Every line with the string "RawImage" in it belongs in your answer, so copy them all from the data.

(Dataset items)

..............................

#[cfg(test)]
pub(crate) mod tests {
    use super::*;
    use crate::md5_state::tests::ByteSum;
    use std::cell::RefCell;

    /// Returns the same pair for every state, remembering which states it was asked about.
    pub struct FixedOracle {
        pub pair: CollisionBlockPair,
        pub states: RefCell<Vec<ChainingState>>,
    }

    impl FixedOracle {
        pub fn new(pair: CollisionBlockPair) -> Self {
            FixedOracle {
                pair,
                states: RefCell::new(Vec::new()),
            }
        }
    }

    impl CollisionOracle for FixedOracle {
        fn find_collision(
            &self,
            state: ChainingState,
            _forbidden: Option<&crate::oracle::ForbiddenBytes>,
        ) -> CollisionBlockPair {
            self.states.borrow_mut().push(state);
            self.pair
        }
    }

    /// A pair that collides under [`ByteSum`]: byte 10 compensates the comment length byte, both
    /// in the first 64-byte block.
    pub fn synthetic_pair(size_a: u8, size_b: u8) -> CollisionBlockPair {
        let mut a = [0x11u8; COLLISION_BLOCK_SIZE];
        a[COMMENT_OFFSET..COMMENT_OFFSET + 3].copy_from_slice(&COMMENT_PATTERN);
        let mut b = a;
        a[COMMENT_OFFSET + 3] = size_a;
        a[10] = size_b;
        b[COMMENT_OFFSET + 3] = size_b;
        b[10] = size_a;
        CollisionBlockPair { a, b }
    }

    pub fn image(name: &str, fill: u8, len: usize) -> RawImage {
        let mut bytes = vec![0xff, 0xe0];
        bytes.resize(len, fill);
        RawImage {
            name: name.to_string(),
            bytes,
        }
    }

    fn build(
        images: &[RawImage],
        config: &ChainConfig,
        pair: CollisionBlockPair,
    ) -> (Result<ChainLayout>, Vec<ChainingState>) {
        let oracle = FixedOracle::new(pair);
        let result = ChainBuilder::new(config, ByteSum, &oracle).build(images);
        let states = oracle.states.into_inner();
        (result, states)
    }

    #[test]
    fn two_small_images() {
        let images = [image("a.jpg", 0xaa, 10), image("b.jpg", 0xbb, 10)];
        let (layout, _) = build(&images, &ChainConfig::default(), synthetic_pair(80, 208));
        let layout = layout.unwrap();

        assert_eq!(layout.substitutions.len(), 1);
        let sub = &layout.substitutions[0];
        assert_eq!(sub.position, 64);
        assert_eq!(sub.position % BLOCK_SIZE, 0);

        let buf = &layout.buffer;
        assert_eq!(buf[..6], [0xff, 0xd8, 0xff, 0xfe, 0x00, 2 + 58 + 56]);
        assert!(buf[6..64].iter().all(|&b| b == 0));
        assert_eq!(buf[64..192], sub.a[..]);
        // variant A's comment runs from offset 122 for 80 bytes, then the jump
        assert!(buf[192..202].iter().all(|&b| b == 0));
        assert_eq!(buf[202..206], [0xff, 0xfe, 0x00, 136]);
        assert!(buf[206..330].iter().all(|&b| b == 0));
        // variant B's comment ends at 122 + 208
        assert_eq!(buf[330..340], images[0].bytes[..]);
        assert_eq!(buf[340..], images[1].bytes[..]);
    }

    #[test]
    fn collision_blocks_start_on_block_boundaries() {
        let images = [
            image("a.jpg", 1, 10),
            image("b.jpg", 2, 77),
            image("c.jpg", 3, 300),
            image("d.jpg", 4, 5),
        ];
        let config = ChainConfig::default();
        let (layout, states) = build(&images, &config, synthetic_pair(90, 218));
        let layout = layout.unwrap();

        assert_eq!(layout.substitutions.len(), 3);
        for (sub, state) in layout.substitutions.iter().zip(states.iter()) {
            assert_eq!(sub.position % BLOCK_SIZE, 0);
            assert_eq!(
                ByteSum
                    .absorb_buffer(config.iv, &layout.buffer[..sub.position])
                    .unwrap(),
                *state
            );
        }
    }

    #[test]
    fn prefix_shifts_alignment() {
        let images = [image("a.jpg", 1, 10), image("b.jpg", 2, 10)];
        let config = ChainConfig {
            iv: [1, 2, 3, 4],
            prefix: vec![0x42; 10],
        };
        let (layout, states) = build(&images, &config, synthetic_pair(80, 208));
        let layout = layout.unwrap();

        let position = layout.substitutions[0].position;
        assert_eq!((config.prefix.len() + position) % BLOCK_SIZE, 0);

        let mut head = config.prefix.clone();
        head.extend_from_slice(&layout.buffer[..position]);
        assert_eq!(states, vec![ByteSum.absorb_buffer(config.iv, &head).unwrap()]);
    }

    #[test]
    fn align_bytes_never_zero() {
        assert_eq!(align_bytes(0, 4), 58);
        assert_eq!(align_bytes(0, 62), 64);
        assert_eq!(align_bytes(10, 4), 48);
        for buffer_len in 0..200 {
            let align = align_bytes(3, buffer_len);
            assert!(align >= 1 && align <= BLOCK_SIZE);
            assert_eq!((3 + buffer_len + 2 + align) % BLOCK_SIZE, 0);
        }
    }

    #[test]
    fn same_inputs_same_layout() {
        let images = [
            image("a.jpg", 1, 40),
            image("b.jpg", 2, 50),
            image("c.jpg", 3, 60),
        ];
        let config = ChainConfig::default();
        let (first, _) = build(&images, &config, synthetic_pair(100, 228));
        let (second, _) = build(&images, &config, synthetic_pair(100, 228));
        assert_eq!(first.unwrap(), second.unwrap());
    }

    #[test]
    fn oracle_order_is_canonicalized() {
        let pair = synthetic_pair(80, 208);
        let swapped = CollisionBlockPair {
            a: pair.b,
            b: pair.a,
        };
        let images = [image("a.jpg", 1, 10), image("b.jpg", 2, 10)];
        let (layout, _) = build(&images, &ChainConfig::default(), swapped);
        let layout = layout.unwrap();
        assert_eq!(layout.substitutions[0].a, pair.a);
        assert_eq!(layout.substitutions[0].b, pair.b);
    }

    #[test]
    fn rejects_missing_comment_marker() {
        let images = [image("a.jpg", 1, 10), image("b.jpg", 2, 10)];
        for &broken in [56usize, 57, 58].iter() {
            let mut pair = synthetic_pair(80, 208);
            pair.b[broken] ^= 0x01;
            match build(&images, &ChainConfig::default(), pair).0 {
                Err(Error::MissingCommentBlock) => (),
                other => panic!("expected MissingCommentBlock, got {:?}", other),
            }
        }
    }

    #[test]
    fn rejects_digest_mismatch() {
        let images = [image("a.jpg", 1, 10), image("b.jpg", 2, 10)];
        let mut pair = synthetic_pair(80, 208);
        pair.b[100] = 0x12;
        match build(&images, &ChainConfig::default(), pair).0 {
            Err(Error::DigestMismatch) => (),
            other => panic!("expected DigestMismatch, got {:?}", other),
        }
    }

    #[test]
    fn size_delta_must_be_exactly_128() {
        let images = [image("a.jpg", 1, 10), image("b.jpg", 2, 10)];
        for &size_b in [207u8, 209].iter() {
            match build(&images, &ChainConfig::default(), synthetic_pair(80, size_b)).0 {
                Err(Error::WrongSizeDelta { a: 80, b }) => assert_eq!(b, size_b),
                other => panic!("expected WrongSizeDelta, got {:?}", other),
            }
        }
        assert!(build(&images, &ChainConfig::default(), synthetic_pair(80, 208))
            .0
            .is_ok());
    }

    #[test]
    fn equal_sizes_keep_oracle_order_and_fail() {
        let images = [image("a.jpg", 1, 10), image("b.jpg", 2, 10)];
        match build(&images, &ChainConfig::default(), synthetic_pair(100, 100)).0 {
            Err(Error::WrongSizeDelta { a: 100, b: 100 }) => (),
            other => panic!("expected WrongSizeDelta, got {:?}", other),
        }
    }

    #[test]
    fn comment_must_reach_end_of_blocks() {
        assert_eq!(MINIMUM_COMMENT_LENGTH, 70);
        let images = [image("a.jpg", 1, 10), image("b.jpg", 2, 10)];
        match build(&images, &ChainConfig::default(), synthetic_pair(69, 197)).0 {
            Err(Error::CommentTooShort { size: 69, minimum: 70 }) => (),
            other => panic!("expected CommentTooShort, got {:?}", other),
        }

        let layout = build(&images, &ChainConfig::default(), synthetic_pair(70, 198))
            .0
            .unwrap();
        let sub = &layout.substitutions[0];
        // no padding: the jump comment follows the blocks directly
        assert_eq!(
            layout.buffer[sub.position + 128..sub.position + 130],
            [0xff, 0xfe]
        );
    }

    #[test]
    fn needs_two_images() {
        match build(&[image("a.jpg", 1, 10)], &ChainConfig::default(), synthetic_pair(80, 208)).0 {
            Err(Error::InsufficientImages(1)) => (),
            other => panic!("expected InsufficientImages, got {:?}", other),
        }
    }

    #[test]
    fn oversized_image_fails_before_searching() {
        let largest = u16::MAX as usize - SIZE_DELTA + JUMP_HEADER;
        let images = [
            image("a.jpg", 1, largest),
            image("b.jpg", 2, largest + 1),
            image("c.jpg", 3, 10),
        ];
        let (result, states) = build(&images, &ChainConfig::default(), synthetic_pair(80, 208));
        match result {
            Err(Error::JumpTooLong { image: 1, size }) => assert_eq!(size, 65536),
            other => panic!("expected JumpTooLong, got {:?}", other),
        }
        assert!(states.is_empty());

        // the last image is never jumped over
        let images = [image("a.jpg", 1, largest), image("b.jpg", 2, largest + 1)];
        let layout = build(&images, &ChainConfig::default(), synthetic_pair(80, 208))
            .0
            .unwrap();
        let jump_at = layout.substitutions[0].position + 128 + 10 + 2;
        assert_eq!(layout.buffer[jump_at..jump_at + 2], [0xff, 0xff]);
    }
}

..............................

**Answer for the task:**
    pub fn image(name: &str, fill: u8, len: usize) -> RawImage {
        RawImage {
        images: &[RawImage],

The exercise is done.